### Data provided
━━━━━━━━━━━━━━━━━━━━━━━━━━━━━━

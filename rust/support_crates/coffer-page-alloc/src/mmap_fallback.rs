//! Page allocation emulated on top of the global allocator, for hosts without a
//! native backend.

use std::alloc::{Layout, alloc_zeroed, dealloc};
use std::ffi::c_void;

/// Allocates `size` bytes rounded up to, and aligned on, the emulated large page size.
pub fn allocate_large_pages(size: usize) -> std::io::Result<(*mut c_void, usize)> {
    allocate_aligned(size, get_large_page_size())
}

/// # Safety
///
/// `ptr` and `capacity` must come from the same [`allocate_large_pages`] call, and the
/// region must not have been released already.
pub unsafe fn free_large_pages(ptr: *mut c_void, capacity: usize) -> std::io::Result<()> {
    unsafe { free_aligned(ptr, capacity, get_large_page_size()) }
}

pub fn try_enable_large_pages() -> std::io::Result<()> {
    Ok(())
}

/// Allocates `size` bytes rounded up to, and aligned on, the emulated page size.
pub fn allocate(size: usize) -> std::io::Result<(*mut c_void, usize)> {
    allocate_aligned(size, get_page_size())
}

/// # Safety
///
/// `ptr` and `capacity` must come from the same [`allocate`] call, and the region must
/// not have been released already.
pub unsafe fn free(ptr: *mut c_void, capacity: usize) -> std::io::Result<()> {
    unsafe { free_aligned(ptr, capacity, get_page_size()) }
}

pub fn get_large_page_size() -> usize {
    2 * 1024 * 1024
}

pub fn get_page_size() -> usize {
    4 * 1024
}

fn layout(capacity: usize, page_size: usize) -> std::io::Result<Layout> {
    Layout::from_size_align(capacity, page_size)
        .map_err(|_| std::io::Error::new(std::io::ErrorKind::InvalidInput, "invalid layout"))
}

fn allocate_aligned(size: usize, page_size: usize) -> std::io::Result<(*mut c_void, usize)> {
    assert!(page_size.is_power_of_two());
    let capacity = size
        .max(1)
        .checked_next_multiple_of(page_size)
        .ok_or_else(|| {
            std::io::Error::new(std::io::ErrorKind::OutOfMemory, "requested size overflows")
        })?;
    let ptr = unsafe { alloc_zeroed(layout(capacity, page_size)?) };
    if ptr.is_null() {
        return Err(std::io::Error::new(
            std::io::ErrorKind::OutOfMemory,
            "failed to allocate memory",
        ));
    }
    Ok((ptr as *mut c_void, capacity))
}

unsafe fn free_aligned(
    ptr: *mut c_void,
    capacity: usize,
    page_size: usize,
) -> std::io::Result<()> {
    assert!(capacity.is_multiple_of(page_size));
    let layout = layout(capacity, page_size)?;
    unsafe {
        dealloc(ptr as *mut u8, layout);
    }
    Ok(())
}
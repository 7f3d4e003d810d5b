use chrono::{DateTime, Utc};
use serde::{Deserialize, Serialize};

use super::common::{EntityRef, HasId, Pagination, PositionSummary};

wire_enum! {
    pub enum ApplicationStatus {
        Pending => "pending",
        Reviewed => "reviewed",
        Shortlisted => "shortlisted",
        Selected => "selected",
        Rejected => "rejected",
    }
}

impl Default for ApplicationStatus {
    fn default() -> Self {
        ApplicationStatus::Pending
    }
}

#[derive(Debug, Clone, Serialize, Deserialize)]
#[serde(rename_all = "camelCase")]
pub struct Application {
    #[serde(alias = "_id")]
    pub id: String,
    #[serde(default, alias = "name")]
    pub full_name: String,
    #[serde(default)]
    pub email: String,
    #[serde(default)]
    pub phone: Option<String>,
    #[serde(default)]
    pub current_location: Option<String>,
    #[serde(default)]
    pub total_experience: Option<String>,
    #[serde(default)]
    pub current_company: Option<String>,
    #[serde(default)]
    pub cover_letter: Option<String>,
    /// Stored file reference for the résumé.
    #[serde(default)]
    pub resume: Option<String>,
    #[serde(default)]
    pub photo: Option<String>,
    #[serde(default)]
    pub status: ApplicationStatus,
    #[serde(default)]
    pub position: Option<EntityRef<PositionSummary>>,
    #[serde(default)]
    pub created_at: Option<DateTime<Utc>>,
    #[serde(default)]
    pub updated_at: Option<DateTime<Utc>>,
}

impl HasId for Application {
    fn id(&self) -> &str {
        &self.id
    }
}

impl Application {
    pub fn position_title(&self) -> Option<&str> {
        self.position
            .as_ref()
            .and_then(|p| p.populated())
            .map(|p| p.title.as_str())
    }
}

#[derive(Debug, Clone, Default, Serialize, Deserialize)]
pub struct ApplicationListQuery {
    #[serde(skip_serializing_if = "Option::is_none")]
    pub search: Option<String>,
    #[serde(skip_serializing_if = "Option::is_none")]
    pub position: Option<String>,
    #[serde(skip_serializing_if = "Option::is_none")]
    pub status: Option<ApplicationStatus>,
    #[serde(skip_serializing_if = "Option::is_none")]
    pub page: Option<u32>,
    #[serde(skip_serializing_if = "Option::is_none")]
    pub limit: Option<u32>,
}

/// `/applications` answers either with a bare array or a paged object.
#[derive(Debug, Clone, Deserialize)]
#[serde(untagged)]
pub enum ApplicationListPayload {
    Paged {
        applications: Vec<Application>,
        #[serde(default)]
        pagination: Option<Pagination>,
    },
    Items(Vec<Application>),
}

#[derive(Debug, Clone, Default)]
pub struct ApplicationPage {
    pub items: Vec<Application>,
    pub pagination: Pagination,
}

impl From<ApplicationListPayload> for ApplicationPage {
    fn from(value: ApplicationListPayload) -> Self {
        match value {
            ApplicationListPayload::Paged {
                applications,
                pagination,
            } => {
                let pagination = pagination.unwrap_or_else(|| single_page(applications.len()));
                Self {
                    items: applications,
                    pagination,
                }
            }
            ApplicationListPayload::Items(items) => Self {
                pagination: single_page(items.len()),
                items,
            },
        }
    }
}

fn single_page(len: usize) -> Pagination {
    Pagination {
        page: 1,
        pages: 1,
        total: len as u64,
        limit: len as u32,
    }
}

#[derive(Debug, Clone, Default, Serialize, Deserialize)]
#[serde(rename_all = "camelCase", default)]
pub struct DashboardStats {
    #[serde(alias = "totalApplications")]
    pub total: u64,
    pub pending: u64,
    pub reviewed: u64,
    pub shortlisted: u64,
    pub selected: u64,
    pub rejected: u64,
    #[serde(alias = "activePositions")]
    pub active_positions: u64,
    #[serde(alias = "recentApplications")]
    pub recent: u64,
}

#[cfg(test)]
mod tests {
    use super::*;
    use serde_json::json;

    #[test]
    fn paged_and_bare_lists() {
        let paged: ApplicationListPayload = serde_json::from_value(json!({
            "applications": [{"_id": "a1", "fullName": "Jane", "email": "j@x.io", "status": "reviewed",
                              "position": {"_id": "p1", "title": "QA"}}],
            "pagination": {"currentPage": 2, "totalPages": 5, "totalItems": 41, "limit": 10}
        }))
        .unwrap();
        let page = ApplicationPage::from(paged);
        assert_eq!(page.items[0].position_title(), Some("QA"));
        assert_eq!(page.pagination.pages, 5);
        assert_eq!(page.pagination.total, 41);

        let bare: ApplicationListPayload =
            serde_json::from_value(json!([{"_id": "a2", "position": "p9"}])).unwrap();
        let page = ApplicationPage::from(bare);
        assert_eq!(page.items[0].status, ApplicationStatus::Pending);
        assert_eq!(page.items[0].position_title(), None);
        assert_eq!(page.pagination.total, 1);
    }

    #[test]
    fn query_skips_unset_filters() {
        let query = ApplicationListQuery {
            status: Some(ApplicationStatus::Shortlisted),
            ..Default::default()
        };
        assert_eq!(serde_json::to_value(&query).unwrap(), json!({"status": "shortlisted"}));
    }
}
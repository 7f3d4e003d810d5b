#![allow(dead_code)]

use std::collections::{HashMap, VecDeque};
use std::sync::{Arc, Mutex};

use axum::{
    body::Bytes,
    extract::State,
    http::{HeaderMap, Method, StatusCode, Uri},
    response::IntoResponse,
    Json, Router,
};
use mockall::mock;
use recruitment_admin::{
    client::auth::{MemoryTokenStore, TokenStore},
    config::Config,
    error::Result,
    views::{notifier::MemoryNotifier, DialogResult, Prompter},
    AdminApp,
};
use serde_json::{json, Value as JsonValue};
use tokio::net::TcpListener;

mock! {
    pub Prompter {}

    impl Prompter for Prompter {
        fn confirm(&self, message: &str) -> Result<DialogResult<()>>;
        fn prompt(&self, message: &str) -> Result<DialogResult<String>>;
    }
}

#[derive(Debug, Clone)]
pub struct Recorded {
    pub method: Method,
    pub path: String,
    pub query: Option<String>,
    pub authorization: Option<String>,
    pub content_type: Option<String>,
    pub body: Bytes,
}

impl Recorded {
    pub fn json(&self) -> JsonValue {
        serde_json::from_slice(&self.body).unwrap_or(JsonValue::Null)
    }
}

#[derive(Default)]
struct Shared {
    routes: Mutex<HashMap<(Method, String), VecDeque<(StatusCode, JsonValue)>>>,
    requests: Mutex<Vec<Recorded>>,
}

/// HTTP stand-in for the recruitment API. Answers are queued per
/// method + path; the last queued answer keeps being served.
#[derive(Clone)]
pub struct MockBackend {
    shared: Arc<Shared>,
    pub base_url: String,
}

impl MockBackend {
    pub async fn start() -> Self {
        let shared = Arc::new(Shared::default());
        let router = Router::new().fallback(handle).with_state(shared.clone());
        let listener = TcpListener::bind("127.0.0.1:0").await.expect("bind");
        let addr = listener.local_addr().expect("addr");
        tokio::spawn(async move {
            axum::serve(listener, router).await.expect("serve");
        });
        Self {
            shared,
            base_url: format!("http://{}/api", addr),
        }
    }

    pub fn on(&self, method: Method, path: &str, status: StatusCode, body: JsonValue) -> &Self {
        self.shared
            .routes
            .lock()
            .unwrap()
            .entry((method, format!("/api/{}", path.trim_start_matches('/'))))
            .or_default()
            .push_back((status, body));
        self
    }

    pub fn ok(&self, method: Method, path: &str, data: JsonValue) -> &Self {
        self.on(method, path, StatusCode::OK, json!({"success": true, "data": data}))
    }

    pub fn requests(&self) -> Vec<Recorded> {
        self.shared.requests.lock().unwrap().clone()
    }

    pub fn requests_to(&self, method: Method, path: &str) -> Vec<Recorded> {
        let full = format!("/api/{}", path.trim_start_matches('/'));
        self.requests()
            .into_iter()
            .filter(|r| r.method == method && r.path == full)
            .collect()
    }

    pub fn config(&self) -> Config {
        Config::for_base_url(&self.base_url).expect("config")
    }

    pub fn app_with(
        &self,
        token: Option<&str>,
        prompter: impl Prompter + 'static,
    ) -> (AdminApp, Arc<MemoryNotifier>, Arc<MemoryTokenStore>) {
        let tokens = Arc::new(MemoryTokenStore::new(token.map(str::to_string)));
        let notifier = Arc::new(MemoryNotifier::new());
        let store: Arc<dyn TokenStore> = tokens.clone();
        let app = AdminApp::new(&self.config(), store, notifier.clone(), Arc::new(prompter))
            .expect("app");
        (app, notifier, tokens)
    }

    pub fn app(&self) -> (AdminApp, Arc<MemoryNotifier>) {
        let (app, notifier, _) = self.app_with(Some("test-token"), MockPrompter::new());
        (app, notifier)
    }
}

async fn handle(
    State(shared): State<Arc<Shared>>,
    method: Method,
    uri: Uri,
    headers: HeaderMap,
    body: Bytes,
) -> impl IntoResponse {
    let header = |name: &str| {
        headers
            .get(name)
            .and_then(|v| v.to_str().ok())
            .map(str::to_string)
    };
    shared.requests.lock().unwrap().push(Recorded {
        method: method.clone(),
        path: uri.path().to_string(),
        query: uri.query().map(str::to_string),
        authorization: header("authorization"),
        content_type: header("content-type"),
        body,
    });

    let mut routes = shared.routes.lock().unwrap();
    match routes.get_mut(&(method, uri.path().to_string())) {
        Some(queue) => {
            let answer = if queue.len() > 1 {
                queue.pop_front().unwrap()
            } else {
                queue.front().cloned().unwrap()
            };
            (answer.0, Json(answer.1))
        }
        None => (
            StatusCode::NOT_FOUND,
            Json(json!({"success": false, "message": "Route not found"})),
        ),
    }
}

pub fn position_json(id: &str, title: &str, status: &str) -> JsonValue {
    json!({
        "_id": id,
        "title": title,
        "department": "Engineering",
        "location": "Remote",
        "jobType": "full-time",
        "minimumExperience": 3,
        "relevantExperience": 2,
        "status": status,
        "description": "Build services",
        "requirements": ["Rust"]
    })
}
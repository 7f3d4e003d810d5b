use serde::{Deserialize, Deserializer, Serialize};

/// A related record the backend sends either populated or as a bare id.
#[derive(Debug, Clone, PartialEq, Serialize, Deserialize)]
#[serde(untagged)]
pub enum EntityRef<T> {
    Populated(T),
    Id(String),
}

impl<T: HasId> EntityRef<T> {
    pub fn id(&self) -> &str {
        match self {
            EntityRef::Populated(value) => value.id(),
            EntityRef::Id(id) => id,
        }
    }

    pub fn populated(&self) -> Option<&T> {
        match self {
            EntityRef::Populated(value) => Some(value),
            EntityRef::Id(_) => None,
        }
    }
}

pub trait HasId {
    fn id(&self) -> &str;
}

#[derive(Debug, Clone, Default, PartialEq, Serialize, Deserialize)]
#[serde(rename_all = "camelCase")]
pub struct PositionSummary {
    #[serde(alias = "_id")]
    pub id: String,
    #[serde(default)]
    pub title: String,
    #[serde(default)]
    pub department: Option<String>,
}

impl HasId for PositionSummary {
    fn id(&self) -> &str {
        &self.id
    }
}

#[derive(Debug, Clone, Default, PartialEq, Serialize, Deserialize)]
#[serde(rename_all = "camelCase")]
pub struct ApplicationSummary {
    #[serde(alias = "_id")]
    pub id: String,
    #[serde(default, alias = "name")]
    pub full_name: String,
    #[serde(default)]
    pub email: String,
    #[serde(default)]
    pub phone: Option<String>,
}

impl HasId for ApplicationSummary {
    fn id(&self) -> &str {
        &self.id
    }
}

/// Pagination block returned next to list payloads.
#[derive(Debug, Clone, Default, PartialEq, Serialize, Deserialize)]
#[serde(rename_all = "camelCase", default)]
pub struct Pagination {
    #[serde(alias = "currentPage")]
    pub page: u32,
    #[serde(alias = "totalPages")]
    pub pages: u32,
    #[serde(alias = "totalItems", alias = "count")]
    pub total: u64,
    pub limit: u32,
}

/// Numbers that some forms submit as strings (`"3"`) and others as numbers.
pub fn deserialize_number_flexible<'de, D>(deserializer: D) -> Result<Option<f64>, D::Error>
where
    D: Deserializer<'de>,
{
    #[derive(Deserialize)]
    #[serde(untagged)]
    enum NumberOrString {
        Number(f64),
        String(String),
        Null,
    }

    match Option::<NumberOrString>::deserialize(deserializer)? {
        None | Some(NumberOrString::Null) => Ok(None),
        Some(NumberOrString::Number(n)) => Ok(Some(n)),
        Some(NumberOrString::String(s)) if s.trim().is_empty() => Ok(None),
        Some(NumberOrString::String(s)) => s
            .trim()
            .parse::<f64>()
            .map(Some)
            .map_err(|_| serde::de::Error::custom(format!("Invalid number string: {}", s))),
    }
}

━━━━━━━━━━━━━━━━━━━━━━━━━━━━━━

### Exercise brief
The expected answer is a number and nothing else: how many lines above include the word "department".

### Answer space
2